The approach has its critics, but the EPA credits the Acid Raid Program with nearly halving the amount of sulfur dioxide pumped annually into the atmosphere. And Mears wonders whether the same kind of framework might help curb the flow of phosphorus into the most polluted areas of Lake Champlain.
“The idea of using the markets as a way of driving and incentivizing further pollution reduction is an enticing one,” Mears says. “It has worked in other scenarios. It’s still relatively unproven in the context of nutrient pollution into waters.”
Uncertainty notwithstanding, the prospects are alluring enough for the state to spend about $100,000 to bring in outside experts to determine whether a phosphorus trading program might work here. “So we’ve put out this RFP so we can get some help from consultants and experts in this arena, who can look to other states that have engaged in these kinds of systems, and see if there’s something that can be crafted for Vermont that would really fit our unique situation,” Mears says.

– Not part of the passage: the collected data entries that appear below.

use super::*;
use block::{Block, BlockData, Type};
use ed25519_dalek::SigningKey;

const CRC_TYPES: [CrcType; 3] = [
    CrcType::None,
    CrcType::CRC16_X25,
    CrcType::CRC32_CASTAGNOLI,
];

fn timestamp() -> CreationTimestamp {
    CreationTimestamp::new(Some(DtnTime::new(700_000_000_000)), 42)
}

fn simple(crc_type: CrcType) -> Bundle {
    let mut b = builder::Builder::new();
    b.source("ipn:1.1".parse().unwrap())
        .destination("dtn://remote/app".parse().unwrap())
        .report_to("ipn:1.0".parse().unwrap())
        .crc_type(crc_type)
        .payload(*b"Hello world!");
    b.build(timestamp())
}

fn full(crc_type: CrcType) -> Bundle {
    let mut bundle = simple(crc_type);
    bundle.add_block(
        Block::new(
            Type::HopCount,
            BlockData::HopCount(HopInfo {
                limit: 30,
                count: 2,
            }),
        )
        .with_crc_type(crc_type),
    );
    bundle.add_block(
        Block::new(Type::BundleAge, BlockData::BundleAge(1234))
            .with_crc_type(crc_type)
            .with_flags(block::Flags {
                must_replicate: true,
                ..Default::default()
            }),
    );
    bundle.add_block(
        Block::new(
            Type::PreviousNode,
            BlockData::PreviousNode("ipn:3.0".parse().unwrap()),
        )
        .with_crc_type(crc_type),
    );
    bundle
}

fn round_trip(bundle: &Bundle) -> Bundle {
    let data = bundle.encode().unwrap();
    let decoded = Bundle::decode(&data).unwrap();
    assert_eq!(&decoded, bundle);
    validate(&decoded).unwrap();

    // Deterministic re-encoding
    assert_eq!(decoded.encode().unwrap(), data);
    decoded
}

#[test]
fn round_trips() {
    for crc_type in CRC_TYPES {
        round_trip(&simple(crc_type));

        let decoded = round_trip(&full(crc_type));
        assert_eq!(
            decoded.hop_count(),
            Some(HopInfo {
                limit: 30,
                count: 2
            })
        );
        assert_eq!(decoded.bundle_age(), Some(1234));
        assert_eq!(
            decoded.previous_node(),
            Some(&"ipn:3.0".parse::<Eid>().unwrap())
        );
        if crc_type != CrcType::None {
            assert!(decoded.primary.received_crc().is_some());
            assert!(decoded.blocks.iter().all(|b| b.received_crc().is_some()));
        }

        let mut fragment = full(crc_type);
        fragment.primary.flags.is_fragment = true;
        fragment.primary.fragment_offset = 5;
        fragment.primary.total_data_length = 100;
        let decoded = round_trip(&fragment);
        assert_eq!(
            decoded.id().fragment_info,
            Some(bundle_id::FragmentInfo {
                offset: 5,
                total_len: 100
            })
        );
    }
}

#[test]
fn round_trip_no_clock() {
    let mut b = builder::Builder::new();
    b.source("dtn://node/src".parse().unwrap())
        .destination("ipn:9.1".parse().unwrap())
        .payload(Vec::new());
    round_trip(&b.build(CreationTimestamp::new(None, 0)));
}

#[test]
fn block_order() {
    let bundle = full(CrcType::None);
    assert_eq!(
        bundle.blocks.iter().map(|b| b.number).collect::<Vec<_>>(),
        [4, 3, 2, 1]
    );
    assert_eq!(bundle.blocks_of_type(Type::BundleAge).count(), 1);

    let mut bundle = bundle;
    assert!(bundle.remove_block(3).is_some());
    assert!(bundle.remove_block(3).is_none());
    assert_eq!(
        bundle.add_block(Block::new(Type::BundleAge, BlockData::BundleAge(0))),
        5
    );
    assert_eq!(bundle.blocks[0].number, 5);
    validate(&bundle).unwrap();
}

#[test]
fn decode_errors() {
    let data = simple(CrcType::CRC16_X25).encode().unwrap();

    let mut extra = data.clone();
    extra.push(0);
    assert!(matches!(Bundle::decode(&extra), Err(Error::AdditionalData)));

    assert!(Bundle::decode(&data[..data.len() - 1]).is_err());
    assert!(Bundle::decode(&[]).is_err());

    // Definite-length outer array
    let mut definite = data.clone();
    definite[0] = 0x82;
    definite.pop();
    assert!(Bundle::decode(&definite).is_err());
}

#[test]
fn crc_mismatch() {
    for crc_type in [CrcType::CRC16_X25, CrcType::CRC32_CASTAGNOLI] {
        let data = simple(crc_type).encode().unwrap();

        // Flip a bit in the payload, which precedes the CRC of the final block
        let mut corrupt = data.clone();
        let idx = data.len() - 2 - crc_type.value_len() - 1;
        corrupt[idx] ^= 0x01;
        let bundle = Bundle::decode(&corrupt).unwrap();
        assert!(matches!(
            validate(&bundle),
            Err(Error::InvalidCrc(crc::Error::IncorrectCrc))
        ));
    }
}

#[test]
fn structural_failures() {
    let mut bundle = full(CrcType::None);
    bundle.blocks[0].number = 2;
    assert!(matches!(
        validate(&bundle),
        Err(Error::DuplicateBlockNumber(2))
    ));

    let mut bundle = full(CrcType::None);
    bundle.blocks.pop();
    assert!(matches!(validate(&bundle), Err(Error::MissingPayload)));

    let mut bundle = full(CrcType::None);
    bundle.blocks.rotate_right(1);
    assert!(matches!(validate(&bundle), Err(Error::PayloadNotFinal)));

    let mut bundle = full(CrcType::None);
    bundle.blocks[0].data = BlockData::BundleAge(1);
    assert!(matches!(
        validate(&bundle),
        Err(Error::BlockDataMismatch(Type::PreviousNode))
    ));

    let mut bundle = full(CrcType::None);
    bundle.blocks[0].number = 0;
    assert!(matches!(
        validate(&bundle),
        Err(Error::InvalidBlockNumber(0, Type::PreviousNode))
    ));

    let mut bundle = full(CrcType::None);
    bundle.add_block(Block::new(Type::BundleAge, BlockData::BundleAge(5)));
    assert!(matches!(
        validate(&bundle),
        Err(Error::DuplicateBlocks(Type::BundleAge))
    ));

    let mut bundle = simple(CrcType::None);
    bundle.primary.timestamp.creation_time = None;
    assert!(matches!(validate(&bundle), Err(Error::MissingBundleAge)));

    let mut bundle = simple(CrcType::None);
    bundle.primary.flags.is_fragment = true;
    bundle.primary.fragment_offset = 10;
    bundle.primary.total_data_length = 10;
    assert!(matches!(
        validate(&bundle),
        Err(Error::InvalidFragmentInfo(10, 10))
    ));
}

#[test]
fn expiry() {
    let bundle = simple(CrcType::None);
    let created = timestamp().creation_time.unwrap();
    assert_eq!(bundle.expiry(), Some(created.saturating_add(24 * 60 * 60 * 1000)));
    assert!(!bundle.is_expired(created));
    assert!(bundle.is_expired(created.saturating_add(24 * 60 * 60 * 1000)));

    let mut b = builder::Builder::new();
    b.source("ipn:1.1".parse().unwrap()).lifetime(1000);
    let mut bundle = b.build(CreationTimestamp::new(None, 0));
    assert!(!bundle.is_expired(DtnTime::now()));
    if let Some(block) = bundle.blocks.iter_mut().find(|b| b.block_type == Type::BundleAge) {
        block.data = BlockData::BundleAge(1000);
    }
    assert!(bundle.is_expired(DtnTime::now()));
}

#[test]
fn ids() {
    let a = simple(CrcType::None);
    let b = simple(CrcType::CRC32_CASTAGNOLI);
    assert_eq!(a.id(), b.id());
    assert_eq!(a.id().to_key(), b.id().to_key());

    let mut c = simple(CrcType::None);
    c.primary.timestamp.sequence_number += 1;
    assert_ne!(a.id().to_key(), c.id().to_key());

    let fragments = fragment::fragment(&a, 4).unwrap();
    assert_eq!(fragments.len(), 3);
    assert!(fragments.iter().all(|f| f.fragment_id() == a.id()));
    assert_ne!(fragments[0].id(), fragments[1].id());
}

fn key(seed: u8) -> bpsec::Key {
    bpsec::Key::Ed25519(SigningKey::from_bytes(&[seed; 32]))
}

#[test]
fn signed_bundle() {
    for crc_type in CRC_TYPES {
        let mut bundle = full(crc_type);
        let number = bpsec::sign(&mut bundle, &[0, 1, 2], &key(1), &"ipn:1.0".parse().unwrap())
            .unwrap();
        assert_eq!(number, 5);
        validate(&bundle).unwrap();

        // The signature survives the wire
        let decoded = round_trip(&bundle);
        let Some(BlockData::Security(asb)) = decoded.block(number).map(|b| &b.data) else {
            panic!("No security block");
        };
        assert_eq!(asb.targets, [0, 1, 2]);
        assert_eq!(asb.context_id, bpsec::ed25519::CONTEXT_ID);
    }
}

#[test]
fn tampered_signed_bundle() {
    let mut bundle = full(CrcType::None);
    bpsec::sign(&mut bundle, &[1], &key(1), &Eid::Null).unwrap();

    let mut tampered = bundle.clone();
    if let Some(block) = tampered.block_mut(1) {
        block.data = BlockData::Raw(Box::new(*b"Hello world?"));
    }
    assert!(matches!(
        validate(&tampered),
        Err(Error::InvalidBPSec(bpsec::Error::IntegrityCheckFailed(1)))
    ));

    // Tampering with an untargeted block is fine
    let mut tampered = bundle.clone();
    if let Some(block) = tampered.block_mut(2) {
        block.data = BlockData::HopCount(HopInfo {
            limit: 30,
            count: 3,
        });
    }
    validate(&tampered).unwrap();

    // A fragment cannot be verified, the reassembled bundle is
    let fragments = fragment::fragment(&bundle, 5).unwrap();
    assert_eq!(fragment::reassemble(fragments).unwrap(), bundle);
}

#[test]
fn signed_large_payload() {
    let mut b = builder::Builder::new();
    b.source("ipn:1.1".parse().unwrap())
        .destination("ipn:2.1".parse().unwrap())
        .crc_type(CrcType::CRC32_CASTAGNOLI)
        .payload(vec![0x5A; 4 * 1024 * 1024]);
    let mut bundle = b.build(timestamp());
    bpsec::sign(&mut bundle, &[0, 1], &key(1), &Eid::Null).unwrap();
    validate(&bundle).unwrap();

    if let Some(BlockData::Raw(payload)) = bundle.block_mut(1).map(|b| &mut b.data) {
        let last = payload.len() - 1;
        payload[last] ^= 1;
    }
    assert!(matches!(
        validate(&bundle),
        Err(Error::InvalidBPSec(bpsec::Error::IntegrityCheckFailed(1)))
    ));
}

#[test]
fn bad_security_blocks() {
    let mut bundle = full(CrcType::None);
    let number = bpsec::sign(&mut bundle, &[1], &key(1), &Eid::Null).unwrap();

    // Self-targeting
    let mut b = bundle.clone();
    if let Some(BlockData::Security(asb)) = b.block_mut(number).map(|b| &mut b.data) {
        asb.targets[0] = number;
    }
    assert!(matches!(
        validate(&b),
        Err(Error::InvalidBPSec(bpsec::Error::SelfTarget(_)))
    ));

    // Missing target
    let mut b = bundle.clone();
    if let Some(BlockData::Security(asb)) = b.block_mut(number).map(|b| &mut b.data) {
        asb.targets[0] = 99;
    }
    assert!(matches!(
        validate(&b),
        Err(Error::InvalidBPSec(bpsec::Error::MissingSecurityTarget(99)))
    ));

    // Results do not match targets
    let mut b = bundle.clone();
    if let Some(BlockData::Security(asb)) = b.block_mut(number).map(|b| &mut b.data) {
        asb.targets.push(2);
    }
    assert!(matches!(
        validate(&b),
        Err(Error::InvalidBPSec(bpsec::Error::MismatchedTargetResult))
    ));

    // Unknown context
    let mut b = bundle.clone();
    if let Some(BlockData::Security(asb)) = b.block_mut(number).map(|b| &mut b.data) {
        asb.context_id = 200;
    }
    assert!(matches!(
        validate(&b),
        Err(Error::InvalidBPSec(bpsec::Error::UnrecognisedContext(200)))
    ));

    // Signed with one key, claiming another
    let mut other = full(CrcType::None);
    bpsec::sign(&mut other, &[1], &key(2), &Eid::Null).unwrap();
    let mut b = bundle.clone();
    let other_params = match other.block(number).map(|b| &b.data) {
        Some(BlockData::Security(asb)) => asb.parameters.clone(),
        _ => None,
    };
    if let Some(BlockData::Security(asb)) = b.block_mut(number).map(|b| &mut b.data) {
        asb.parameters = other_params;
    }
    assert!(matches!(
        validate(&b),
        Err(Error::InvalidBPSec(bpsec::Error::IntegrityCheckFailed(1)))
    ));
}

#[test]
fn signing_refusals() {
    let mut bundle = full(CrcType::None);
    let number = bpsec::sign(&mut bundle, &[1], &key(1), &Eid::Null).unwrap();

    assert!(matches!(
        bpsec::sign(&mut bundle, &[number], &key(1), &Eid::Null),
        Err(Error::InvalidBPSec(bpsec::Error::InvalidTarget(_)))
    ));
    assert!(matches!(
        bpsec::sign(&mut bundle, &[42], &key(1), &Eid::Null),
        Err(Error::InvalidBPSec(bpsec::Error::MissingSecurityTarget(42)))
    ));
    assert!(matches!(
        bpsec::sign(&mut bundle, &[], &key(1), &Eid::Null),
        Err(Error::InvalidBPSec(bpsec::Error::NoTargets))
    ));
    assert!(matches!(
        bpsec::sign(&mut bundle, &[1, 1], &key(1), &Eid::Null),
        Err(Error::InvalidBPSec(bpsec::Error::DuplicateTarget(1)))
    ));
}

#[cfg(feature = "serde")]
#[test]
fn serde_ids() {
    let id = simple(CrcType::None).id();
    let json = serde_json::to_string(&id).unwrap();
    assert!(json.contains("\"ipn:1.1\""));
    assert_eq!(serde_json::from_str::<bundle_id::BundleId>(&json).unwrap(), id);
}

Vermont has failed to meet federal phosphorus reduction targets, and is under threat of sanctions if it doesn’t figure out a way to comply. The Shumlin administration will negotiate a clean-up plan with EPA officials over the next few months.
"The first step is to put some legal mandates in place that actually bring people to the table and let them know that they're legally liable and responsible for cleaning up the pollution that they're causing." - Chris Kilian, Conservation Law Foundation
Chris Kilian is the head of the Vermont chapter of the Conservation Law Foundation, a group that has used legal maneuvers to try to compel the state to do more to clean up the lake. Kilian says phosphorus trading might have potential, but only if the state finds the regulatory fortitude it’s previously been unwilling to muster.
“The first step is to put some legal mandates in place that actually bring people to the table and let them know that they’re legally liable and responsible for cleaning up the pollution that they’re causing,” Kilian says.
Until and unless Vermont regulators force large farms and other major polluters to pay for their role in the clean up, Kilian says a cap-and-trade approach will be useless.
The state will select a contractor to conduct the study before the end of the year. Mears says any proposals for a program likely wouldn’t come until 2016.